Gossenköllesee
Ruben Sommaruga
Ruben Sommaruga
Biologie

Tiroler Bakterien erstaunlich flexibel

Vor knapp zehn Jahren haben Fachleute im Tiroler Gossenköllesee ein Bakterium entdeckt, das laut einer neuen Studie sehr speziell ist: Je nach Jahreszeit schaltet es zwischen zwei Mechanismen, Energie aus Licht zu gewinnen, hin und her.

Das hat eine Forschergruppe um Michal Koblížek von der Tschechischen Akademie der Wissenschaften mit Tiroler Kollegen herausgefunden. Dies sei der erste Nachweis einer solch flexiblen Strategie bei einem Bakterium, wie die Forscher im Fachblatt „PNAS“ berichten.

Anpassung an wechselvolle Lebensbedingungen

Der Bakterienstamm mit dem Namen „Sphingomonas glacialis AAP5“ ist in dem 1,6 Hektar großen, auf 2.416 m Seehöhe liegenden Gossenköllesee in den Stubaier Alpen heimisch. Die Universität Innsbruck betreibt dort seit dem Jahr 1975 Forschungen, die auch zur Entdeckung des Bakteriums führten. Die neue Studie offenbarte nun seine erstaunliche Flexibilität. Dabei handelt es sich vermutlich um eine Anpassung an die harschen und wechselvollen Umweltbedingungen in den Hochalpen.

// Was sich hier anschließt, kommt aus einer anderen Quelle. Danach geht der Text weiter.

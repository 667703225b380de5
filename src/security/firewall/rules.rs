use super::{split_fields, strip_comment};
use crate::core::error::{SimError, SimResult};
use crate::network::{IpSpec, PortSet};
use std::fmt;
use std::str::FromStr;

#[derive(Debug, Clone, Copy, PartialEq, Eq, Hash)]
pub enum Direction {
    In,
    Out,
}

impl FromStr for Direction {
    type Err = String;

    fn from_str(s: &str) -> Result<Self, Self::Err> {
        match s {
            "in" => Ok(Direction::In),
            "out" => Ok(Direction::Out),
            _ => Err(format!("invalid direction '{}'", s)),
        }
    }
}

impl fmt::Display for Direction {
    fn fmt(&self, f: &mut fmt::Formatter<'_>) -> fmt::Result {
        match self {
            Direction::In => write!(f, "in"),
            Direction::Out => write!(f, "out"),
        }
    }
}

#[derive(Debug, Clone, Copy, PartialEq, Eq, Hash, PartialOrd, Ord)]
pub enum FirewallAction {
    Accept,
    Drop,
    Deny,
}

impl FromStr for FirewallAction {
    type Err = String;

    fn from_str(s: &str) -> Result<Self, Self::Err> {
        match s {
            "accept" => Ok(FirewallAction::Accept),
            "drop" => Ok(FirewallAction::Drop),
            "deny" => Ok(FirewallAction::Deny),
            _ => Err(format!("invalid action '{}'", s)),
        }
    }
}

impl fmt::Display for FirewallAction {
    fn fmt(&self, f: &mut fmt::Formatter<'_>) -> fmt::Result {
        match self {
            FirewallAction::Accept => write!(f, "accept"),
            FirewallAction::Drop => write!(f, "drop"),
            FirewallAction::Deny => write!(f, "deny"),
        }
    }
}

const ESTABLISHED: &str = "established";

/// 検証済みのルール。`parse` 以外では生成できない
#[derive(Debug, Clone, PartialEq, Eq)]
pub struct FirewallRule {
    direction: Direction,
    action: FirewallAction,
    ip_spec: IpSpec,
    ports: PortSet,
    requires_established: bool,
    source_line: usize,
}

impl FirewallRule {
    /// 1行をルールに変換する。空行・コメント行は `Ok(None)`
    pub fn parse(line_text: &str, line_no: usize, file_name: &str) -> SimResult<Option<Self>> {
        let content = strip_comment(line_text);
        if content.is_empty() {
            return Ok(None);
        }

        let err = |reason: String| SimError::rule_syntax(file_name, line_no, reason);

        let fields = split_fields(content);
        if fields.len() != 4 && fields.len() != 5 {
            return Err(err("rule must have 4 or 5 fields".to_string()));
        }

        let direction = fields[0].parse::<Direction>().map_err(err)?;
        let action = fields[1].parse::<FirewallAction>().map_err(err)?;
        let ip_spec = IpSpec::parse(fields[2]).map_err(|e| err(e.to_string()))?;
        let ports = PortSet::parse(fields[3]).map_err(|e| err(e.to_string()))?;

        let requires_established = match fields.get(4) {
            None => false,
            Some(&ESTABLISHED) => true,
            Some(other) => {
                return Err(err(format!(
                    "invalid flag '{}', expected '{}'",
                    other, ESTABLISHED
                )))
            }
        };

        Ok(Some(FirewallRule {
            direction,
            action,
            ip_spec,
            ports,
            requires_established,
            source_line: line_no,
        }))
    }

    pub fn direction(&self) -> Direction {
        self.direction
    }

    pub fn action(&self) -> FirewallAction {
        self.action
    }

    pub fn ip_spec(&self) -> &IpSpec {
        &self.ip_spec
    }

    pub fn ports(&self) -> &PortSet {
        &self.ports
    }

    pub fn requires_established(&self) -> bool {
        self.requires_established
    }

    pub fn source_line(&self) -> usize {
        self.source_line
    }
}

impl fmt::Display for FirewallRule {
    fn fmt(&self, f: &mut fmt::Formatter<'_>) -> fmt::Result {
        write!(
            f,
            "{} {} {} {}",
            self.direction, self.action, self.ip_spec, self.ports
        )?;
        if self.requires_established {
            write!(f, " {}", ESTABLISHED)?;
        }
        Ok(())
    }
}

/// ルールファイル全体を解析する。最初の不正な行でエラーを返す
pub fn parse_rules<S: AsRef<str>>(lines: &[S], file_name: &str) -> SimResult<Vec<FirewallRule>> {
    let mut rules = Vec::new();
    for (idx, line) in lines.iter().enumerate() {
        if let Some(rule) = FirewallRule::parse(line.as_ref(), idx + 1, file_name)? {
            rules.push(rule);
        }
    }
    Ok(rules)
}

#[cfg(test)]
mod tests {
    use super::*;

    fn reason_of(line: &str) -> String {
        match FirewallRule::parse(line, 1, "rules.txt") {
            Err(SimError::RuleSyntax { reason, .. }) => reason,
            other => panic!("ルールエラーを期待しましたが {:?} でした", other),
        }
    }

    #[test]
    fn test_parse_full_rule() {
        let rule = FirewallRule::parse("out deny 192.168.0.0/16 22,80 established", 9, "rules.txt")
            .unwrap()
            .unwrap();
        assert_eq!(rule.direction(), Direction::Out);
        assert_eq!(rule.action(), FirewallAction::Deny);
        assert!(rule.ports().contains(22));
        assert!(rule.ports().contains(80));
        assert!(rule.requires_established());
        assert_eq!(rule.source_line(), 9);
        assert_eq!(rule.to_string(), "out deny 192.168.0.0/16 22,80 established");
    }

    #[test]
    fn test_blank_and_comment_lines_yield_nothing() {
        assert!(FirewallRule::parse("", 1, "r").unwrap().is_none());
        assert!(FirewallRule::parse("   \t ", 2, "r").unwrap().is_none());
        assert!(FirewallRule::parse("# in maybe * *", 3, "r").unwrap().is_none());
        assert!(FirewallRule::parse("   # indented comment", 4, "r").unwrap().is_none());
    }

    #[test]
    fn test_trailing_comment_is_ignored() {
        let with_comment = FirewallRule::parse("in accept * * # allow", 1, "r").unwrap();
        let without = FirewallRule::parse("in accept * *", 1, "r").unwrap();
        assert_eq!(with_comment, without);

        let glued = FirewallRule::parse("in accept * *#established", 1, "r").unwrap().unwrap();
        assert!(!glued.requires_established());
    }

    #[test]
    fn test_each_failure_has_its_own_reason() {
        assert_eq!(reason_of("in accept *"), "rule must have 4 or 5 fields");
        assert_eq!(reason_of("in accept * * established extra"), "rule must have 4 or 5 fields");
        assert_eq!(reason_of("inbound accept * *"), "invalid direction 'inbound'");
        assert_eq!(reason_of("in maybe * *"), "invalid action 'maybe'");
        assert_eq!(reason_of("in accept 10.0.0.1 *"), "invalid ip range '10.0.0.1'");
        assert_eq!(reason_of("in accept 10.0.0.256/8 *"), "invalid ip address '10.0.0.256'");
        assert_eq!(reason_of("in accept 10.0.0.0/33 *"), "invalid prefix length '33'");
        assert_eq!(reason_of("in accept * 70000"), "invalid port '70000'");
        assert_eq!(reason_of("in accept * ,"), "invalid port list ','");
        assert_eq!(
            reason_of("in accept * * new"),
            "invalid flag 'new', expected 'established'"
        );
    }

    #[test]
    fn test_non_ascii_whitespace_does_not_separate_fields() {
        assert_eq!(reason_of("in\u{3000}accept * *"), "rule must have 4 or 5 fields");
        assert_eq!(
            reason_of("in\u{00A0}accept * * *"),
            "invalid direction 'in\u{00A0}accept'"
        );
        assert!(FirewallRule::parse("\u{3000}", 1, "r").is_err());
    }

    #[test]
    fn test_keywords_are_case_sensitive() {
        assert_eq!(reason_of("IN accept * *"), "invalid direction 'IN'");
        assert_eq!(reason_of("in ACCEPT * *"), "invalid action 'ACCEPT'");
    }

    #[test]
    fn test_parse_rules_keeps_file_line_numbers() {
        let lines = ["# header", "", "in accept * 80", "   ", "out drop * *"];
        let rules = parse_rules(&lines, "rules.txt").unwrap();
        assert_eq!(rules.len(), 2);
        assert_eq!(rules[0].source_line(), 3);
        assert_eq!(rules[1].source_line(), 5);
    }

    #[test]
    fn test_parse_rules_stops_at_first_error() {
        let lines = ["in accept * *", "in maybe * *", "in nope * *"];
        match parse_rules(&lines, "rules.txt") {
            Err(SimError::RuleSyntax { file, line, .. }) => {
                assert_eq!(file, "rules.txt");
                assert_eq!(line, 2);
            }
            other => panic!("ルールエラーを期待しましたが {:?} でした", other),
        }
    }
}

Die Lebensbedingungen des Bakteriums simulierte das Team, dem auch Christopher Bellas und Ruben Sommaruga vom Institut für Ökologie der Universität Innsbruck angehörten, im Labor, wie es am Montag in einer Aussendung der Uni heißt. Sie züchteten Sphingomonas glacialis AAP5 bei Temperaturen zwischen vier und 25 Grad Celsius und unter verschiedenen Lichtverhältnissen, um mittels genetischer Analysen herauszufinden, welche Methoden zur Nutzung des spärlich oder reichlich vorhandenen Lichts das Bakterium einsetzt.

Zwei Strategien

Derartige lichtsammelnde Bakterien wenden in der Regel nämlich „nur einen der möglichen Mechanismen zur Energiegewinnung aus Sonnenlicht“ an, so Sommaruga: „Zwar wurden in einigen Bakterienstämmen bereits Gene identifiziert, die zwei Lichtsammelmechanismen enthalten, doch es gab bisher keine Beweise, dass eine Art auch tatsächlich beide nutzt. Bei Sphingomonas glacialis AAP5 konnten wir diesen Beweis jedoch erbringen.“

Bei der einen Strategie nützen Bakterien das Licht, um einen Konzentrationsunterschied an Protonen zwischen ihrem Inneren und der Umgebung herzustellen. Das erlaubt ihnen, Energie zu gewinnen. Der zweite bekannte Mechanismus ist mit der Photosynthese bei Pflanzen eng verwandt: Mit Bakteriochlorophyll-a kann das Bakterium langwelliges Licht absorbieren.

Ausgeklügelte Anpassung

Die neuen Untersuchungen zeigen nun, dass das Bakterium aus dem Tiroler See bei niedrigen Temperaturen und wenig Licht auf die Photosynthese setzt. Protonen pumpt es hingegen bei hoher Lichtintensität und etwas höheren Temperaturen.

Da es die verschiedenen Ansätze „unter sehr unterschiedlichen Licht – und Temperaturverhältnissen“ an den Tag legt, scheint es sich um eine ausgeklügelte Anpassung an den deutlichen Wechsel der Jahreszeiten im Hochgebirge zu handeln. So kann es die richtige Strategie wählen, wenn es über längere Zeit unter einer Eisdecke überleben muss.